What is required —
Here is the listing. Report each line in it that contains the string "SegmentWriter".
--------------------------------
//! Camera capture via an ffmpeg subprocess.
//!
//! Spawns `ffmpeg` reading the V4L2 device and emitting raw frames on
//! stdout; a blocking reader slices the byte stream into frames and
//! forwards them over a bounded channel.

use std::io::Read;
use std::process::{Child, Command, Stdio};
use std::time::Instant;

use tokio::sync::mpsc;
use tracing::{debug, error, info};

use super::{CameraError, VideoSource};
use crate::core::{Frame, PixelFormat};

/// Capture configuration for a V4L2 device.
#[derive(Debug, Clone)]
pub struct CameraCaptureConfig {
    /// Device node, e.g. `/dev/video0`
    pub device: String,
    /// Frame width in pixels
    pub width: u32,
    /// Frame height in pixels
    pub height: u32,
    /// Frames per second requested from the device
    pub fps: u32,
    /// Pixel format requested from ffmpeg
    pub format: PixelFormat,
}

impl Default for CameraCaptureConfig {
    fn default() -> Self {
        Self {
            device: "/dev/video0".to_string(),
            width: 1280,
            height: 720,
            fps: 30,
            format: PixelFormat::Rgb24,
        }
    }
}

/// Handle to a running ffmpeg capture process.
pub struct FfmpegCapture {
    config: CameraCaptureConfig,
    child: Option<Child>,
}

impl FfmpegCapture {
    pub fn new(config: CameraCaptureConfig) -> Self {
        Self {
            config,
            child: None,
        }
    }

    pub fn config(&self) -> &CameraCaptureConfig {
        &self.config
    }
}

impl VideoSource for FfmpegCapture {
    fn start(&mut self) -> Result<mpsc::Receiver<Frame>, CameraError> {
        if self.child.is_some() {
            return Err(CameraError::AlreadyStarted);
        }

        let config = self.config.clone();
        let args = build_args(&config);

        info!(
            "Starting ffmpeg capture on {}: {}x{} @ {}fps",
            config.device, config.width, config.height, config.fps
        );
        debug!("ffmpeg args: {:?}", args);

        let mut child = Command::new("ffmpeg")
            .args(&args)
            .stdout(Stdio::piped())
            .stderr(Stdio::null())
            .spawn()
            .map_err(|e| CameraError::Start {
                device: config.device.clone(),
                message: format!("failed to spawn ffmpeg: {e}"),
            })?;

        let stdout = child.stdout.take().ok_or_else(|| CameraError::Start {
            device: config.device.clone(),
            message: "failed to capture ffmpeg stdout".to_string(),
        })?;

        let (tx, rx) = mpsc::channel(config.fps.max(1) as usize); // Buffer ~1 second

        // Blocking reader slices stdout into frames
        tokio::task::spawn_blocking(move || {
            read_frame_stream(stdout, tx, &config);
        });

        self.child = Some(child);
        Ok(rx)
    }

    fn stop(&mut self) {
        if let Some(mut child) = self.child.take() {
            info!("Stopping camera capture");
            let _ = child.kill();
            let _ = child.wait();
        }
    }
}

impl Drop for FfmpegCapture {
    fn drop(&mut self) {
        self.stop();
    }
}

/// ffmpeg argument list for raw frame output on stdout.
fn build_args(config: &CameraCaptureConfig) -> Vec<String> {
    let pix_fmt = match config.format {
        PixelFormat::Rgb24 => "rgb24",
        PixelFormat::Rgba32 => "rgba",
    };
    vec![
        "-hide_banner".to_string(),
        "-loglevel".to_string(),
        "error".to_string(),
        "-f".to_string(),
        "v4l2".to_string(),
        "-video_size".to_string(),
        format!("{}x{}", config.width, config.height),
        "-framerate".to_string(),
        config.fps.to_string(),
        "-i".to_string(),
        config.device.clone(),
        "-f".to_string(),
        "rawvideo".to_string(),
        "-pix_fmt".to_string(),
        pix_fmt.to_string(),
        "-".to_string(),
    ]
}

/// Read fixed-size frames from `reader` until EOF or the receiver goes
/// away, stamping each with its sequence and capture offset.
fn read_frame_stream<R: Read>(
    mut reader: R,
    tx: mpsc::Sender<Frame>,
    config: &CameraCaptureConfig,
) {
    let frame_len =
        config.width as usize * config.height as usize * config.format.bytes_per_pixel();
    let start = Instant::now();
    let mut sequence = 0u64;

    loop {
        let mut buf = vec![0u8; frame_len];
        if let Err(e) = reader.read_exact(&mut buf) {
            if e.kind() == std::io::ErrorKind::UnexpectedEof {
                info!("Camera stream ended (EOF)");
            } else {
                error!("Error reading camera stream: {}", e);
            }
            break;
        }

        let frame = Frame::new(config.width, config.height, config.format, buf.into())
            .with_sequence(sequence)
            .with_timestamp(start.elapsed().as_micros() as u64);
        sequence += 1;

        if sequence % 100 == 0 {
            debug!("Camera capture: {} frames", sequence);
        }

        if tx.blocking_send(frame).is_err() {
            info!("Frame receiver dropped, stopping capture");
            break;
        }
    }

    info!("Camera capture finished after {} frames", sequence);
}
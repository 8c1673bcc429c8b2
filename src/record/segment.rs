//! Segment container: length-prefixed timestamped raw frames.
//!
//! File layout:
//!
//! ```text
//! [0..4)   magic "NCV1"
//! [4..8)   width, u32 LE
//! [8..12)  height, u32 LE
//! [12..16) nominal frame rate, u32 LE
//! [16..24) frame count, u64 LE (finalized on close)
//! [24..32) last frame offset in microseconds, u64 LE (finalized on close)
//! ```
//!
//! followed by one record per frame:
//!
//! ```text
//! [0..4)   payload length, u32 LE
//! [4..12)  offset from the first frame in microseconds, u64 LE
//! [12]     pixel format tag
//! [13..]   pixel data
//! ```

use std::fs::{File, OpenOptions};
use std::io::{BufReader, BufWriter, Read, Seek, SeekFrom, Write};
use std::path::{Path, PathBuf};
use std::time::Duration;

use anyhow::{Context, Result};
use bytes::{BufMut, BytesMut};
use tracing::{debug, info, warn};

use super::{RecorderError, VideoCodec, VideoEncoder};
use crate::core::{Frame, PixelFormat};

const MAGIC: &[u8; 4] = b"NCV1";
const HEADER_LEN: usize = 32;

/// File-backed encoder writing the segment container.
///
/// Only [`VideoCodec::Raw`] is supported; a frame's record carries its
/// real offset, so playback can reproduce capture gaps.
pub struct SegmentFileEncoder {
    writer: Option<SegmentWriter>,
}

struct SegmentWriter {
    file: BufWriter<File>,
    path: PathBuf,
    frame_count: u64,
    last_offset_us: u64,
    bytes_written: u64,
}

impl SegmentFileEncoder {
    pub fn new() -> Self {
        Self { writer: None }
    }
}

impl Default for SegmentFileEncoder {
    fn default() -> Self {
        Self::new()
    }
}

impl VideoEncoder for SegmentFileEncoder {
    fn open(
        &mut self,
        path: &Path,
        width: u32,
        height: u32,
        frame_rate: u32,
        codec: VideoCodec,
    ) -> Result<(), RecorderError> {
        if codec != VideoCodec::Raw {
            return Err(RecorderError::UnsupportedCodec(codec));
        }
        if self.writer.is_some() {
            return Err(RecorderError::AlreadyOpen);
        }

        let file = OpenOptions::new()
            .create(true)
            .write(true)
            .truncate(true)
            .open(path)
            .map_err(|e| RecorderError::OpenFailed {
                path: path.to_path_buf(),
                source: e,
            })?;

        let mut writer = SegmentWriter {
            file: BufWriter::new(file),
            path: path.to_path_buf(),
            frame_count: 0,
            last_offset_us: 0,
            bytes_written: HEADER_LEN as u64,
        };

        // Placeholder header; count and duration land on close
        let mut header = BytesMut::with_capacity(HEADER_LEN);
        header.put_slice(MAGIC);
        header.put_u32_le(width);
        header.put_u32_le(height);
        header.put_u32_le(frame_rate);
        header.put_u64_le(0);
        header.put_u64_le(0);
        writer
            .file
            .write_all(&header)
            .map_err(RecorderError::WriteFailed)?;

        debug!("Segment opened: {:?}", path);
        self.writer = Some(writer);
        Ok(())
    }

    fn append(&mut self, frame: &Frame, offset: Duration) -> Result<(), RecorderError> {
        let writer = self.writer.as_mut().ok_or(RecorderError::NotOpen)?;

        let offset_us = offset.as_micros() as u64;
        let payload_len = 8 + 1 + frame.pixels.len();

        let mut record = BytesMut::with_capacity(4 + payload_len);
        record.put_u32_le(payload_len as u32);
        record.put_u64_le(offset_us);
        record.put_u8(frame.format as u8);
        record.put_slice(&frame.pixels);

        writer
            .file
            .write_all(&record)
            .map_err(RecorderError::WriteFailed)?;
        writer.frame_count += 1;
        writer.last_offset_us = offset_us;
        writer.bytes_written += record.len() as u64;
        Ok(())
    }

    fn close(&mut self) -> Result<(), RecorderError> {
        let Some(mut writer) = self.writer.take() else {
            return Ok(());
        };

        writer.file.flush().map_err(RecorderError::WriteFailed)?;
        let mut file = writer
            .file
            .into_inner()
            .map_err(|e| RecorderError::WriteFailed(e.into_error()))?;

        // Rewrite the finalized header fields
        file.seek(SeekFrom::Start(16))
            .map_err(RecorderError::WriteFailed)?;
        file.write_all(&writer.frame_count.to_le_bytes())
            .map_err(RecorderError::WriteFailed)?;
        file.write_all(&writer.last_offset_us.to_le_bytes())
            .map_err(RecorderError::WriteFailed)?;
        file.flush().map_err(RecorderError::WriteFailed)?;
        file.sync_data().map_err(RecorderError::WriteFailed)?;

        info!(
            "Segment finished: {:?}, {} frames, {} bytes",
            writer.path, writer.frame_count, writer.bytes_written
        );
        Ok(())
    }
}

impl Drop for SegmentFileEncoder {
    fn drop(&mut self) {
        if self.writer.is_some() {
            if let Err(e) = self.close() {
                warn!("Segment close on drop failed: {}", e);
            }
        }
    }
}

/// Parsed segment header.
#[derive(Debug, Clone, PartialEq, Eq)]
pub struct SegmentInfo {
    pub width: u32,
    pub height: u32,
    pub frame_rate: u32,
    pub frame_count: u64,
    pub duration_us: u64,
}

/// One record read back from a segment.
#[derive(Debug, Clone)]
pub struct SegmentRecord {
    pub offset_us: u64,
    pub format: PixelFormat,
    pub pixels: Vec<u8>,
}

/// Read a whole segment back, header and records.
pub fn read_segment(path: &Path) -> Result<(SegmentInfo, Vec<SegmentRecord>)> {
    let mut reader = BufReader::new(
        File::open(path).with_context(|| format!("Failed to open segment {:?}", path))?,
    );

    let mut header = [0u8; HEADER_LEN];
    reader
        .read_exact(&mut header)
        .context("Segment header truncated")?;
    if &header[0..4] != MAGIC {
        anyhow::bail!("Not a segment file: bad magic");
    }

    let info = SegmentInfo {
        width: u32::from_le_bytes(header[4..8].try_into().unwrap()),
        height: u32::from_le_bytes(header[8..12].try_into().unwrap()),
        frame_rate: u32::from_le_bytes(header[12..16].try_into().unwrap()),
        frame_count: u64::from_le_bytes(header[16..24].try_into().unwrap()),
        duration_us: u64::from_le_bytes(header[24..32].try_into().unwrap()),
    };

    let mut records = Vec::new();
    loop {
        let mut len_buf = [0u8; 4];
        match reader.read_exact(&mut len_buf) {
            Ok(()) => {}
            Err(e) if e.kind() == std::io::ErrorKind::UnexpectedEof => break,
            Err(e) => return Err(e).context("Segment record length"),
        }
        let payload_len = u32::from_le_bytes(len_buf) as usize;
        if payload_len < 9 {
            anyhow::bail!("Segment record too short: {} bytes", payload_len);
        }
        let mut payload = vec![0u8; payload_len];
        reader
            .read_exact(&mut payload)
            .context("Segment record truncated")?;

        let offset_us = u64::from_le_bytes(payload[0..8].try_into().unwrap());
        let format = PixelFormat::try_from(payload[8])?;
        records.push(SegmentRecord {
            offset_us,
            format,
            pixels: payload[9..].to_vec(),
        });
    }

    Ok((info, records))
}

#[cfg(test)]
mod tests {
    use super::*;

    fn frame(fill: u8) -> Frame {
        Frame::new(2, 2, PixelFormat::Rgb24, vec![fill; 12].into())
    }

    #[test]
    fn segment_roundtrip() {
        let dir = tempfile::tempdir().unwrap();
        let path = dir.path().join("capture.ncv");

        let mut enc = SegmentFileEncoder::new();
        enc.open(&path, 2, 2, 25, VideoCodec::Raw).unwrap();
        enc.append(&frame(1), Duration::ZERO).unwrap();
        enc.append(&frame(2), Duration::from_millis(40)).unwrap();
        enc.append(&frame(3), Duration::from_millis(160)).unwrap();
        enc.close().unwrap();

        let (info, records) = read_segment(&path).unwrap();
        assert_eq!(
            info,
            SegmentInfo {
                width: 2,
                height: 2,
                frame_rate: 25,
                frame_count: 3,
                duration_us: 160_000,
            }
        );
        assert_eq!(records.len(), 3);
        assert_eq!(records[0].offset_us, 0);
        assert_eq!(records[2].offset_us, 160_000);
        assert_eq!(records[1].pixels, vec![2u8; 12]);
        assert_eq!(records[0].format, PixelFormat::Rgb24);
    }

    #[test]
    fn empty_segment_finalizes_cleanly() {
        let dir = tempfile::tempdir().unwrap();
        let path = dir.path().join("empty.ncv");

        let mut enc = SegmentFileEncoder::new();
        enc.open(&path, 640, 480, 25, VideoCodec::Raw).unwrap();
        enc.close().unwrap();

        let (info, records) = read_segment(&path).unwrap();
        assert_eq!(info.frame_count, 0);
        assert_eq!(info.duration_us, 0);
        assert!(records.is_empty());
    }

    #[test]
    fn non_raw_codec_is_rejected() {
        let dir = tempfile::tempdir().unwrap();
        let path = dir.path().join("x.ncv");

        let mut enc = SegmentFileEncoder::new();
        let err = enc.open(&path, 2, 2, 25, VideoCodec::Mpeg4).unwrap_err();
        assert!(matches!(err, RecorderError::UnsupportedCodec(VideoCodec::Mpeg4)));
        assert!(matches!(
            enc.append(&frame(0), Duration::ZERO).unwrap_err(),
            RecorderError::NotOpen
        ));
    }

    #[test]
    fn unwritable_path_reports_open_failed() {
        let dir = tempfile::tempdir().unwrap();
        let path = dir.path().join("missing").join("sub").join("out.ncv");

        let mut enc = SegmentFileEncoder::new();
        let err = enc.open(&path, 2, 2, 25, VideoCodec::Raw).unwrap_err();
        assert!(matches!(err, RecorderError::OpenFailed { .. }));
    }

    #[test]
    fn close_without_open_is_a_noop() {
        SegmentFileEncoder::new().close().unwrap();
    }

    #[test]
    fn garbage_file_is_rejected() {
        let dir = tempfile::tempdir().unwrap();
        let path = dir.path().join("garbage.ncv");
        std::fs::write(&path, b"hello").unwrap();
        assert!(read_segment(&path).is_err());
    }
}
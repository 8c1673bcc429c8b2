use std::fmt;

use anyhow::anyhow;

/// Number of channels the headset reports.
pub const CHANNEL_COUNT: usize = 3;

/// Biometric channels reported by the EEG headset.
#[derive(Debug, Clone, Copy, PartialEq, Eq, Hash)]
#[repr(u8)]
pub enum SensorChannel {
    /// Computed attention level, 0-100
    Attention = 0,
    /// Computed meditation (relaxation) level, 0-100
    Meditation = 1,
    /// Electrode contact quality, 0 = clean signal
    SignalQuality = 2,
}

impl SensorChannel {
    pub const ALL: [SensorChannel; CHANNEL_COUNT] = [
        SensorChannel::Attention,
        SensorChannel::Meditation,
        SensorChannel::SignalQuality,
    ];

    /// Human-readable name, suitable for overlay labels.
    pub fn label(&self) -> &'static str {
        match self {
            SensorChannel::Attention => "Attention",
            SensorChannel::Meditation => "Meditation",
            SensorChannel::SignalQuality => "Signal",
        }
    }
}

impl fmt::Display for SensorChannel {
    fn fmt(&self, f: &mut fmt::Formatter<'_>) -> fmt::Result {
        f.write_str(self.label())
    }
}

impl TryFrom<u8> for SensorChannel {
    type Error = anyhow::Error;

    fn try_from(value: u8) -> Result<Self, Self::Error> {
        match value {
            0 => Ok(SensorChannel::Attention),
            1 => Ok(SensorChannel::Meditation),
            2 => Ok(SensorChannel::SignalQuality),
            other => Err(anyhow!("unknown sensor channel: {other}")),
        }
    }
}

/// A single decoded reading from the headset.
#[derive(Debug, Clone, Copy, PartialEq)]
pub struct SampleValue {
    pub channel: SensorChannel,
    pub value: f32,
    /// Microseconds since an arbitrary driver epoch
    pub timestamp_us: u64,
}

impl SampleValue {
    pub fn new(channel: SensorChannel, value: f32, timestamp_us: u64) -> Self {
        Self {
            channel,
            value,
            timestamp_us,
        }
    }
}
--------------------------------
Solution for this problem —
    writer: Option<SegmentWriter>,
struct SegmentWriter {
        let mut writer = SegmentWriter {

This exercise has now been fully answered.